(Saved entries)
impl RestRouter {
    /// Create a new REST router
    pub fn new(orchestrator: Arc<StorageOrchestrator>, files: Arc<SafeFileTree>) -> Self {
        Self {
            orchestrator,
            files,
            max_body_size: 64 * 1024 * 1024,
        }
    }

    /// Largest accepted request body (uploads)
    pub fn with_max_body_size(mut self, bytes: usize) -> Self {
        self.max_body_size = bytes;
        self
    }

    /// Build the Axum router
    pub fn build(self) -> Router {
        let state = AppState {
            orchestrator: self.orchestrator,
            files: self.files,
        };

        Router::new()
            // Architecture
            .route("/api/v1/architecture", get(get_architecture))
            // Pools
            .route("/api/v1/pools", get(list_pools).post(create_pool))
            .route("/api/v1/pools/:name", delete(destroy_pool))
            .route("/api/v1/pools/:name/scrub", post(start_scrub))
            .route("/api/v1/pools/:name/balance", post(start_balance))
            .route("/api/v1/pools/:name/status", get(pool_status))
            // Datasets and properties
            .route("/api/v1/datasets", get(list_datasets).post(create_dataset))
            .route("/api/v1/properties", put(set_property))
            // Snapshots
            .route(
                "/api/v1/snapshots",
                get(list_snapshots).post(create_snapshot).delete(destroy_snapshot),
            )
            .route("/api/v1/snapshots/rollback", post(rollback_snapshot))
            .route("/api/v1/snapshots/clone", post(clone_snapshot))
            .route(
                "/api/v1/pools/:name/subvolume-snapshots",
                get(list_subvolume_snapshots)
                    .post(create_subvolume_snapshot)
                    .delete(delete_subvolume_snapshot),
            )
            // Replication
            .route("/api/v1/replications", post(start_replication))
            // Files
            .route("/api/v1/files", get(list_files).delete(delete_files))
            .route("/api/v1/files/mkdir", post(make_directory))
            .route("/api/v1/files/move", post(move_file))
            .route("/api/v1/files/copy", post(copy_file))
            .route("/api/v1/files/search", get(search_files))
            .route("/api/v1/files/download", get(download_file))
            .route("/api/v1/files/upload", put(upload_file))
            // Health
            .route("/health", get(health_check))
            .layer(DefaultBodyLimit::max(self.max_body_size))
            .layer(TraceLayer::new_for_http())
            .with_state(state)
    }
}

Assigned task –
Transcribe the data above verbatim.

Solution to this task –
impl RestRouter {
    /// Create a new REST router
    pub fn new(orchestrator: Arc<StorageOrchestrator>, files: Arc<SafeFileTree>) -> Self {
        Self {
            orchestrator,
            files,
            max_body_size: 64 * 1024 * 1024,
        }
    }

    /// Largest accepted request body (uploads)
    pub fn with_max_body_size(mut self, bytes: usize) -> Self {
        self.max_body_size = bytes;
        self
    }

    /// Build the Axum router
    pub fn build(self) -> Router {
        let state = AppState {
            orchestrator: self.orchestrator,
            files: self.files,
        };

        Router::new()
            // Architecture
            .route("/api/v1/architecture", get(get_architecture))
            // Pools
            .route("/api/v1/pools", get(list_pools).post(create_pool))
            .route("/api/v1/pools/:name", delete(destroy_pool))
            .route("/api/v1/pools/:name/scrub", post(start_scrub))
            .route("/api/v1/pools/:name/balance", post(start_balance))
            .route("/api/v1/pools/:name/status", get(pool_status))
            // Datasets and properties
            .route("/api/v1/datasets", get(list_datasets).post(create_dataset))
            .route("/api/v1/properties", put(set_property))
            // Snapshots
            .route(
                "/api/v1/snapshots",
                get(list_snapshots).post(create_snapshot).delete(destroy_snapshot),
            )
            .route("/api/v1/snapshots/rollback", post(rollback_snapshot))
            .route("/api/v1/snapshots/clone", post(clone_snapshot))
            .route(
                "/api/v1/pools/:name/subvolume-snapshots",
                get(list_subvolume_snapshots)
                    .post(create_subvolume_snapshot)
                    .delete(delete_subvolume_snapshot),
            )
            // Replication
            .route("/api/v1/replications", post(start_replication))
            // Files
            .route("/api/v1/files", get(list_files).delete(delete_files))
            .route("/api/v1/files/mkdir", post(make_directory))
            .route("/api/v1/files/move", post(move_file))
            .route("/api/v1/files/copy", post(copy_file))
            .route("/api/v1/files/search", get(search_files))
            .route("/api/v1/files/download", get(download_file))
            .route("/api/v1/files/upload", put(upload_file))
            // Health
            .route("/health", get(health_check))
            .layer(DefaultBodyLimit::max(self.max_body_size))
            .layer(TraceLayer::new_for_http())
            .with_state(state)
    }
}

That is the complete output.